Come al solito, dal nostro piccolo osservatorio e da appassionati della materia, ci limitiamo ad augurarci che queste fratture si possano ricomporre e che torni presto il buonsenso, non un ‘muro contro muro’. La ricetta di un possibile compromesso storico tra due e quattro ruote passa attraverso un confronto, non il solito scontro, tra le parti. Al momento, però, occupandoci di vita a due ruote, non possiamo non registrare le attuali asimmetrie che corrono (in tutti i sensi) tra l’automotive e il resto del mondo. Troppe le auto in città e ancora pochi, troppo pochi gli investimenti nel trasporto pubblico. Ci si deve proteggere dal Covid? E allora si sforzi al massimo la macchina pubblica mista al privato e si implementi l’offerta di treni regionali, autobus e metro, mettendo sempre più in difficoltà chi non intende proprio rinunciare all’auto per andare in ufficio o per altri motivi.

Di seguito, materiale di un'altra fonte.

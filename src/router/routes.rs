//! Route table, route names and per-route access metadata.
//!
//! DESIGN
//! ======
//! Routes are matched segment by segment; `:name` segments capture a value.
//! Paths that match nothing resolve to [`RouteName::NotFound`] while keeping
//! the requested path, mirroring a catch-all route.

use std::collections::BTreeMap;
use std::fmt;

use crate::role::Role;

/// Every named route in the application.
#[derive(Clone, Copy, Debug, PartialEq, Eq, Hash)]
pub enum RouteName {
    Home,
    Login,
    Register,
    Information,
    News,
    Notifications,
    CreateHousehold,
    Household,
    FoodAndDrinks,
    Settings,
    Quizzes,
    QuizAttempt,
    AdminPanel,
    AdminCrisisEvents,
    AdminPointsOfInterest,
    AdminScenarioThemes,
    AdminQuizzes,
    AdminQuizEdit,
    SuperAdminPanel,
    NotFound,
}

/// Routes reachable without a session. The guard never consults state for
/// these.
pub const PUBLIC_ROUTES: [RouteName; 8] = [
    RouteName::Login,
    RouteName::Register,
    RouteName::Home,
    RouteName::CreateHousehold,
    RouteName::Information,
    RouteName::NotFound,
    RouteName::News,
    RouteName::Notifications,
];

impl RouteName {
    #[must_use]
    pub fn is_public(self) -> bool {
        PUBLIC_ROUTES.contains(&self)
    }

    #[must_use]
    pub fn as_str(self) -> &'static str {
        match self {
            Self::Home => "Home",
            Self::Login => "Login",
            Self::Register => "Register",
            Self::Information => "Information",
            Self::News => "News",
            Self::Notifications => "Notifications",
            Self::CreateHousehold => "CreateHousehold",
            Self::Household => "Household",
            Self::FoodAndDrinks => "FoodAndDrinks",
            Self::Settings => "Settings",
            Self::Quizzes => "Quizzes",
            Self::QuizAttempt => "QuizAttempt",
            Self::AdminPanel => "AdminPanel",
            Self::AdminCrisisEvents => "AdminCrisisEvents",
            Self::AdminPointsOfInterest => "AdminPointsOfInterest",
            Self::AdminScenarioThemes => "AdminScenarioThemes",
            Self::AdminQuizzes => "AdminQuizzes",
            Self::AdminQuizEdit => "AdminQuizEdit",
            Self::SuperAdminPanel => "SuperAdminPanel",
            Self::NotFound => "NotFound",
        }
    }
}

impl fmt::Display for RouteName {
    fn fmt(&self, f: &mut fmt::Formatter<'_>) -> fmt::Result {
        f.write_str(self.as_str())
    }
}

/// Access flags attached to a route definition.
///
/// The flags are independent; [`RouteMeta::required_role`] folds them into
/// the single strongest requirement.
#[derive(Clone, Copy, Debug, Default, PartialEq, Eq)]
pub struct RouteMeta {
    pub requires_auth: bool,
    pub requires_admin: bool,
    pub requires_super_admin: bool,
}

impl RouteMeta {
    pub const PUBLIC: Self = Self { requires_auth: false, requires_admin: false, requires_super_admin: false };
    pub const AUTH: Self = Self { requires_auth: true, requires_admin: false, requires_super_admin: false };
    pub const ADMIN: Self = Self { requires_auth: true, requires_admin: true, requires_super_admin: false };
    pub const SUPER_ADMIN: Self = Self { requires_auth: true, requires_admin: false, requires_super_admin: true };

    /// Strongest role any flag demands, or `None` for an open route.
    #[must_use]
    pub fn required_role(self) -> Option<Role> {
        if self.requires_super_admin {
            Some(Role::SuperAdmin)
        } else if self.requires_admin {
            Some(Role::Admin)
        } else if self.requires_auth {
            Some(Role::User)
        } else {
            None
        }
    }
}

/// A static route definition.
#[derive(Clone, Debug, PartialEq, Eq)]
pub struct RouteDef {
    pub name: RouteName,
    pub pattern: &'static str,
    pub meta: RouteMeta,
}

/// A concrete navigation target.
#[derive(Clone, Debug, PartialEq, Eq)]
pub struct ResolvedRoute {
    pub name: RouteName,
    /// Normalized requested path.
    pub path: String,
    pub params: BTreeMap<String, String>,
    pub meta: RouteMeta,
}

#[derive(Clone, Debug)]
pub struct RouteTable {
    routes: Vec<RouteDef>,
}

impl Default for RouteTable {
    fn default() -> Self {
        Self::standard()
    }
}

impl RouteTable {
    #[must_use]
    pub fn new(routes: Vec<RouteDef>) -> Self {
        Self { routes }
    }

    /// The application's route table.
    #[must_use]
    pub fn standard() -> Self {
        Self::new(vec![
            def(RouteName::Home, "/", RouteMeta::PUBLIC),
            def(RouteName::Login, "/login", RouteMeta::PUBLIC),
            def(RouteName::Register, "/register", RouteMeta::PUBLIC),
            def(RouteName::Information, "/information", RouteMeta::PUBLIC),
            def(RouteName::News, "/news", RouteMeta::PUBLIC),
            def(RouteName::Notifications, "/notifications", RouteMeta::PUBLIC),
            def(RouteName::CreateHousehold, "/household/create", RouteMeta::PUBLIC),
            def(RouteName::Household, "/household", RouteMeta::AUTH),
            def(RouteName::FoodAndDrinks, "/food-and-drinks", RouteMeta::AUTH),
            def(RouteName::Settings, "/settings", RouteMeta::AUTH),
            def(RouteName::Quizzes, "/quizzes", RouteMeta::AUTH),
            def(RouteName::QuizAttempt, "/quizzes/:id", RouteMeta::AUTH),
            def(RouteName::AdminPanel, "/admin-panel", RouteMeta::ADMIN),
            def(RouteName::AdminCrisisEvents, "/admin-panel/crisis-events", RouteMeta::ADMIN),
            def(RouteName::AdminPointsOfInterest, "/admin-panel/points-of-interest", RouteMeta::ADMIN),
            def(RouteName::AdminScenarioThemes, "/admin-panel/scenario-themes", RouteMeta::ADMIN),
            def(RouteName::AdminQuizzes, "/admin-panel/quizzes", RouteMeta::ADMIN),
            def(RouteName::AdminQuizEdit, "/admin-panel/quizzes/:id", RouteMeta::ADMIN),
            def(RouteName::SuperAdminPanel, "/super-admin", RouteMeta::SUPER_ADMIN),
            def(RouteName::NotFound, "/not-found", RouteMeta::PUBLIC),
        ])
    }

    #[must_use]
    pub fn routes(&self) -> &[RouteDef] {
        &self.routes
    }

    #[must_use]
    pub fn by_name(&self, name: RouteName) -> Option<&RouteDef> {
        self.routes.iter().find(|r| r.name == name)
    }

    /// Match `path` against the table. First match wins; no match resolves to
    /// `NotFound` with the requested path preserved.
    #[must_use]
    pub fn resolve(&self, path: &str) -> ResolvedRoute {
        let path = normalize_path(path);
        for route in &self.routes {
            if let Some(params) = match_pattern(route.pattern, &path) {
                return ResolvedRoute { name: route.name, path, params, meta: route.meta };
            }
        }
        let meta = self.by_name(RouteName::NotFound).map_or(RouteMeta::PUBLIC, |r| r.meta);
        ResolvedRoute { name: RouteName::NotFound, path, params: BTreeMap::new(), meta }
    }

    /// Resolve a named route without parameters, as used for redirects.
    #[must_use]
    pub fn resolve_name(&self, name: RouteName) -> ResolvedRoute {
        match self.by_name(name) {
            Some(route) => ResolvedRoute {
                name,
                path: route.pattern.to_owned(),
                params: BTreeMap::new(),
                meta: route.meta,
            },
            None => ResolvedRoute {
                name,
                path: String::from("/"),
                params: BTreeMap::new(),
                meta: RouteMeta::PUBLIC,
            },
        }
    }
}

fn def(name: RouteName, pattern: &'static str, meta: RouteMeta) -> RouteDef {
    RouteDef { name, pattern, meta }
}

/// Strip query and fragment, force a leading slash, drop a trailing slash.
#[must_use]
pub fn normalize_path(path: &str) -> String {
    let end = path.find(['?', '#']).unwrap_or(path.len());
    let trimmed = path[..end].trim().trim_end_matches('/');
    if trimmed.is_empty() {
        return String::from("/");
    }
    if trimmed.starts_with('/') {
        trimmed.to_owned()
    } else {
        format!("/{trimmed}")
    }
}

fn match_pattern(pattern: &str, path: &str) -> Option<BTreeMap<String, String>> {
    let mut pattern_segments = pattern.split('/').filter(|s| !s.is_empty());
    let mut path_segments = path.split('/').filter(|s| !s.is_empty());
    let mut params = BTreeMap::new();

    loop {
        match (pattern_segments.next(), path_segments.next()) {
            (None, None) => return Some(params),
            (Some(expected), Some(actual)) => {
                if let Some(param) = expected.strip_prefix(':') {
                    params.insert(param.to_owned(), actual.to_owned());
                } else if expected != actual {
                    return None;
                }
            }
            _ => return None,
        }
    }
}

#[cfg(test)]
#[path = "routes_test.rs"]
mod tests;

Come? Attraverso la commutazione/integrazione con la bici a pedalata assistita e il monopattino elettrico: perché no? Infine, cercare sempre più intesa proprio con i nuovi ‘carriers’, i fornitori di servizi in sharing, per coprire una quota parte del costo di eventuali abbonamenti e rendere finalmente competitivi tutti i mezzi di mobilità dolce. Altro che muro contro muro: qui serve visione, logica e buon senso. Un Piano Marshall: come nell’immediato dopoguerra.